Nel 2010 la prima candidatura
Ma è l’università Federico II a Napoli – si iscrive prima a ingegneria, poi passa a giurisprudenza senza mai laurearsi – la sua vera palestra: nella prima facoltà crea l’Assi, Associazione Studenti di Ingegneria. Nella seconda, nel 2006, diventa consigliere di facoltà e presidente del Consiglio degli studenti. Ma soprattutto fonda con alcuni colleghi la piattaforma online StudentiGiurisprudenza.it. Da lì scocca la scintilla con Beppe Grillo, il blog e il Movimento. Nel 2007 Di Maio apre il meetup di Pomigliano e nel 2010 si candida come consigliere comunale, ottenendo solo 59 preferenze. Ma tre anni dopo partecipa alle “parlamentarie” grilline, incassa 189 voti e corre alla Camera nella circoscrizione Campania 1 con il Movimento Cinque Stelle. Capolista era Roberto Fico, attivista della prima ora a Napoli, estrazione politica e familiare di sinistra: il suo alter ego sin dall’inizio. Insieme ad Alessandro Di Battista, sono stati loro a svolgere il ruolo di frontman Cinque Stelle, i prediletti dei fondatori: amici e competitor, sodali e rivali. Altre contraddizioni.
Dalla Camera a Palazzo Chigi, l’ascesa del più rassicurante tra i grillini
L’ascesa successiva è cosa nota: a 26 anni Di Maio diventa vicepresidente della Camera, il più giovane di sempre, e si conquista la fama di essere il più “presentabile” e il più ragionevole in mezzo ai grillini delle scie chimiche, degli attacchi scomposti all’Europa e delle lotte anti-vaccini. In una sola parola: il più rassicurante, un democristiano travestito da barricadero (come quando con Alessandro Di Battista vola a incontrare il leader dei gilet gialli Chalençon che sta mettendo a ferro e fuoco la Francia). Sopravvive a tutto il resto: la conquista del vertice del Movimento con l’incoronazione a «capo politico», l’esperienza di Virginia Raggi a Roma, di cui è sempre rimasto sponsor, la fatica del doppio incarico nel Governo gialloverde Conte I come vicepremier e ministro del Lavoro e dello Sviluppo economico – con il debutto del reddito di cittadinanza e la famosa istantanea dal balcone di Palazzo Chigi a esultare per l’accordo sul Def con l’obiettivo di deficit-Pil al 2,4% che poi sarebbe stato ridimensionato al più modesto 2,04% – e quello di ministro degli Esteri nel Governo giallorosso Conte II, che ripete nel Governo Draghi.

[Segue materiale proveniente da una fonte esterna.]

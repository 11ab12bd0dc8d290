use serde_json::Value;

use aether_protocol::{ApiFamily, EndpointKind, EndpointSignature, can_passthrough_endpoint};

use crate::internal::{InternalStreamEvent, InternalUsage};
use crate::normalizer::{Normalizer, TransformError, TransformResult};

/// Conversion capabilities between endpoint signatures.
///
/// Normalizers are selected per family; the registry answers capability
/// queries and drives body/stream translation between two signatures.
#[derive(Debug, Clone, Copy, Default)]
pub struct ConversionRegistry;

impl ConversionRegistry {
    pub fn new() -> Self {
        Self
    }

    pub fn normalizer_for(&self, sig: EndpointSignature) -> Normalizer {
        Normalizer::for_family(sig.api_family)
    }

    /// Whether a full request+response conversion (and, when asked, a stream
    /// conversion) exists from `client` to `provider`.
    pub fn can_convert_full(
        &self,
        client: EndpointSignature,
        provider: EndpointSignature,
        require_stream: bool,
    ) -> bool {
        if client == provider || can_passthrough_endpoint(client, provider) {
            return true;
        }
        let client_base = client.base();
        let provider_base = provider.base();
        match (client_base.endpoint_kind, provider_base.endpoint_kind) {
            // Chat payloads convert freely across the three families.
            (EndpointKind::Chat, EndpointKind::Chat) => true,
            // Video submit bodies convert between the two async-video families,
            // but there is no stream variant.
            (EndpointKind::Video, EndpointKind::Video) => {
                !require_stream
                    && client_base.api_family != ApiFamily::Claude
                    && provider_base.api_family != ApiFamily::Claude
            }
            _ => false,
        }
    }

    pub fn convert_chat_request(
        &self,
        body: &Value,
        client: EndpointSignature,
        provider: EndpointSignature,
    ) -> TransformResult<Value> {
        if client.api_family == provider.api_family {
            return Ok(body.clone());
        }
        let internal = self.normalizer_for(client).chat_request_to_internal(body)?;
        Ok(self.normalizer_for(provider).chat_request_from_internal(&internal))
    }

    pub fn convert_chat_response(
        &self,
        body: &Value,
        provider: EndpointSignature,
        client: EndpointSignature,
    ) -> Value {
        if client.api_family == provider.api_family {
            return body.clone();
        }
        let internal = self.normalizer_for(provider).chat_response_to_internal(body);
        self.normalizer_for(client).chat_response_from_internal(&internal)
    }

    pub fn convert_video_request(
        &self,
        body: &Value,
        client: EndpointSignature,
        provider: EndpointSignature,
    ) -> TransformResult<Value> {
        if client.api_family == provider.api_family {
            return Ok(body.clone());
        }
        if !self.can_convert_full(client, provider, false) {
            return Err(TransformError::UnsupportedPair {
                src: client.key(),
                dst: provider.key(),
            });
        }
        let internal = self.normalizer_for(client).video_request_to_internal(body)?;
        self.normalizer_for(provider).video_request_from_internal(&internal)
    }

    pub fn stream_converter(
        &self,
        provider: EndpointSignature,
        client: EndpointSignature,
    ) -> StreamConverter {
        StreamConverter::new(self.normalizer_for(provider), self.normalizer_for(client))
    }
}

/// Piecewise SSE translator from one family's stream to another's.
///
/// Terminal frames (finish reason, usage, `[DONE]`/`message_stop`) are held
/// until `finish()` so late usage chunks still land in the closing sequence.
#[derive(Debug)]
pub struct StreamConverter {
    src: Normalizer,
    dst: Normalizer,
    started: bool,
    finished: bool,
    id: Option<String>,
    model: Option<String>,
    usage: InternalUsage,
    finish_reason: Option<String>,
}

impl StreamConverter {
    fn new(src: Normalizer, dst: Normalizer) -> Self {
        Self {
            src,
            dst,
            started: false,
            finished: false,
            id: None,
            model: None,
            usage: InternalUsage::default(),
            finish_reason: None,
        }
    }

    /// Translate one upstream SSE event into zero or more downstream frames.
    pub fn convert_event(&mut self, event_name: Option<&str>, data_str: &str) -> Vec<String> {
        if data_str.is_empty() || data_str == "[DONE]" {
            return Vec::new();
        }
        let Ok(chunk) = serde_json::from_str::<Value>(data_str) else {
            return Vec::new();
        };

        let mut frames = Vec::new();
        for event in self.src.decode_stream_chunk(event_name, &chunk) {
            match event {
                InternalStreamEvent::Start { id, model } => {
                    self.id = id;
                    self.model = model;
                    if !self.started {
                        self.started = true;
                        frames.extend(self.start_frames());
                    }
                }
                InternalStreamEvent::TextDelta(text) => {
                    if !self.started {
                        self.started = true;
                        frames.extend(self.start_frames());
                    }
                    frames.extend(self.delta_frames(&text));
                }
                InternalStreamEvent::Usage(usage) => {
                    merge_usage(&mut self.usage, usage);
                }
                InternalStreamEvent::Done { finish_reason } => {
                    if finish_reason.is_some() {
                        self.finish_reason = finish_reason;
                    }
                    self.finished = true;
                }
            }
        }
        frames
    }

    /// Emit the destination family's closing sequence.
    pub fn finish(&mut self) -> Vec<String> {
        if !self.started && !self.finished {
            return Vec::new();
        }
        self.finished = true;
        self.end_frames()
    }

    pub fn usage(&self) -> InternalUsage {
        self.usage
    }

    fn chunk_id(&self) -> String {
        self.id.clone().unwrap_or_else(|| "aether-stream".to_string())
    }

    fn start_frames(&self) -> Vec<String> {
        match self.dst {
            Normalizer::OpenAI => {
                let chunk = serde_json::json!({
                    "id": self.chunk_id(),
                    "object": "chat.completion.chunk",
                    "model": self.model,
                    "choices": [{
                        "index": 0,
                        "delta": {"role": "assistant", "content": ""},
                        "finish_reason": Value::Null,
                    }],
                });
                vec![data_frame(&chunk)]
            }
            Normalizer::Claude => {
                let start = serde_json::json!({
                    "type": "message_start",
                    "message": {
                        "id": self.chunk_id(),
                        "type": "message",
                        "role": "assistant",
                        "model": self.model,
                        "content": [],
                        "usage": {"input_tokens": self.usage.input_tokens, "output_tokens": 0},
                    },
                });
                let block = serde_json::json!({
                    "type": "content_block_start",
                    "index": 0,
                    "content_block": {"type": "text", "text": ""},
                });
                vec![
                    event_frame("message_start", &start),
                    event_frame("content_block_start", &block),
                ]
            }
            Normalizer::Gemini => Vec::new(),
        }
    }

    fn delta_frames(&self, text: &str) -> Vec<String> {
        match self.dst {
            Normalizer::OpenAI => {
                let chunk = serde_json::json!({
                    "id": self.chunk_id(),
                    "object": "chat.completion.chunk",
                    "model": self.model,
                    "choices": [{
                        "index": 0,
                        "delta": {"content": text},
                        "finish_reason": Value::Null,
                    }],
                });
                vec![data_frame(&chunk)]
            }
            Normalizer::Claude => {
                let delta = serde_json::json!({
                    "type": "content_block_delta",
                    "index": 0,
                    "delta": {"type": "text_delta", "text": text},
                });
                vec![event_frame("content_block_delta", &delta)]
            }
            Normalizer::Gemini => {
                let chunk = serde_json::json!({
                    "candidates": [{
                        "content": {"role": "model", "parts": [{"text": text}]},
                        "index": 0,
                    }],
                });
                vec![data_frame(&chunk)]
            }
        }
    }

    fn end_frames(&self) -> Vec<String> {
        match self.dst {
            Normalizer::OpenAI => {
                let finish = serde_json::json!({
                    "id": self.chunk_id(),
                    "object": "chat.completion.chunk",
                    "model": self.model,
                    "choices": [{
                        "index": 0,
                        "delta": {},
                        "finish_reason": map_openai_finish(self.finish_reason.as_deref()),
                    }],
                });
                let mut frames = vec![data_frame(&finish)];
                if !self.usage.is_empty() {
                    let usage_chunk = serde_json::json!({
                        "id": self.chunk_id(),
                        "object": "chat.completion.chunk",
                        "model": self.model,
                        "choices": [],
                        "usage": crate::normalizer::openai::usage_from_internal(&self.usage),
                    });
                    frames.push(data_frame(&usage_chunk));
                }
                frames.push("data: [DONE]\n\n".to_string());
                frames
            }
            Normalizer::Claude => {
                let block_stop = serde_json::json!({"type": "content_block_stop", "index": 0});
                let message_delta = serde_json::json!({
                    "type": "message_delta",
                    "delta": {
                        "stop_reason": map_claude_finish(self.finish_reason.as_deref()),
                        "stop_sequence": Value::Null,
                    },
                    "usage": crate::normalizer::claude::usage_from_internal(&self.usage),
                });
                let message_stop = serde_json::json!({"type": "message_stop"});
                vec![
                    event_frame("content_block_stop", &block_stop),
                    event_frame("message_delta", &message_delta),
                    event_frame("message_stop", &message_stop),
                ]
            }
            Normalizer::Gemini => {
                let chunk = serde_json::json!({
                    "candidates": [{
                        "content": {"role": "model", "parts": [{"text": ""}]},
                        "finishReason": map_gemini_finish(self.finish_reason.as_deref()),
                        "index": 0,
                    }],
                    "usageMetadata": crate::normalizer::gemini::usage_from_internal(&self.usage),
                });
                vec![data_frame(&chunk)]
            }
        }
    }
}

fn merge_usage(into: &mut InternalUsage, from: InternalUsage) {
    if from.input_tokens > 0 {
        into.input_tokens = from.input_tokens;
    }
    if from.output_tokens > 0 {
        into.output_tokens = from.output_tokens;
    }
    if from.cache_read_tokens > 0 {
        into.cache_read_tokens = from.cache_read_tokens;
    }
    if from.cache_creation_tokens > 0 {
        into.cache_creation_tokens = from.cache_creation_tokens;
    }
}

fn map_openai_finish(reason: Option<&str>) -> &'static str {
    match reason {
        Some("max_tokens") | Some("length") | Some("MAX_TOKENS") => "length",
        _ => "stop",
    }
}

fn map_claude_finish(reason: Option<&str>) -> &'static str {
    match reason {
        Some("length") | Some("max_tokens") | Some("MAX_TOKENS") => "max_tokens",
        _ => "end_turn",
    }
}

fn map_gemini_finish(reason: Option<&str>) -> &'static str {
    match reason {
        Some("length") | Some("max_tokens") | Some("MAX_TOKENS") => "MAX_TOKENS",
        _ => "STOP",
    }
}

fn data_frame(value: &Value) -> String {
    format!("data: {value}\n\n")
}

fn event_frame(event: &str, value: &Value) -> String {
    format!("event: {event}\ndata: {value}\n\n")
}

Lo strappo con Conte e la mancata rielezione
Resiste anche all’ironia che ha accompagnato i suoi anni alla Farnesina, per via degli inciampi del suo inglese, dell’assenza di laurea e della distanza culturale con il corpo diplomatico. Ma progressivamente è la distanza con le scelte di Giuseppe Conte, che proprio lui aveva portato a bordo del M5S e che ne è diventato il leader, a farsi più marcata. Fino allo strappo finale e alla scelta di presentarsi con una lista separata (Impegno civico) in tandem con il Centro democratico di Bruno Tabacci alle elezioni politiche del 2022: con lui altri big del Movimento, da Laura Castelli a Carla Ruocco. Sui social si scatena la furia: il commento più generoso lo dipinge come «infedele 5S convertitosi al draghianesimo sulla strada di Dragon_Damasco».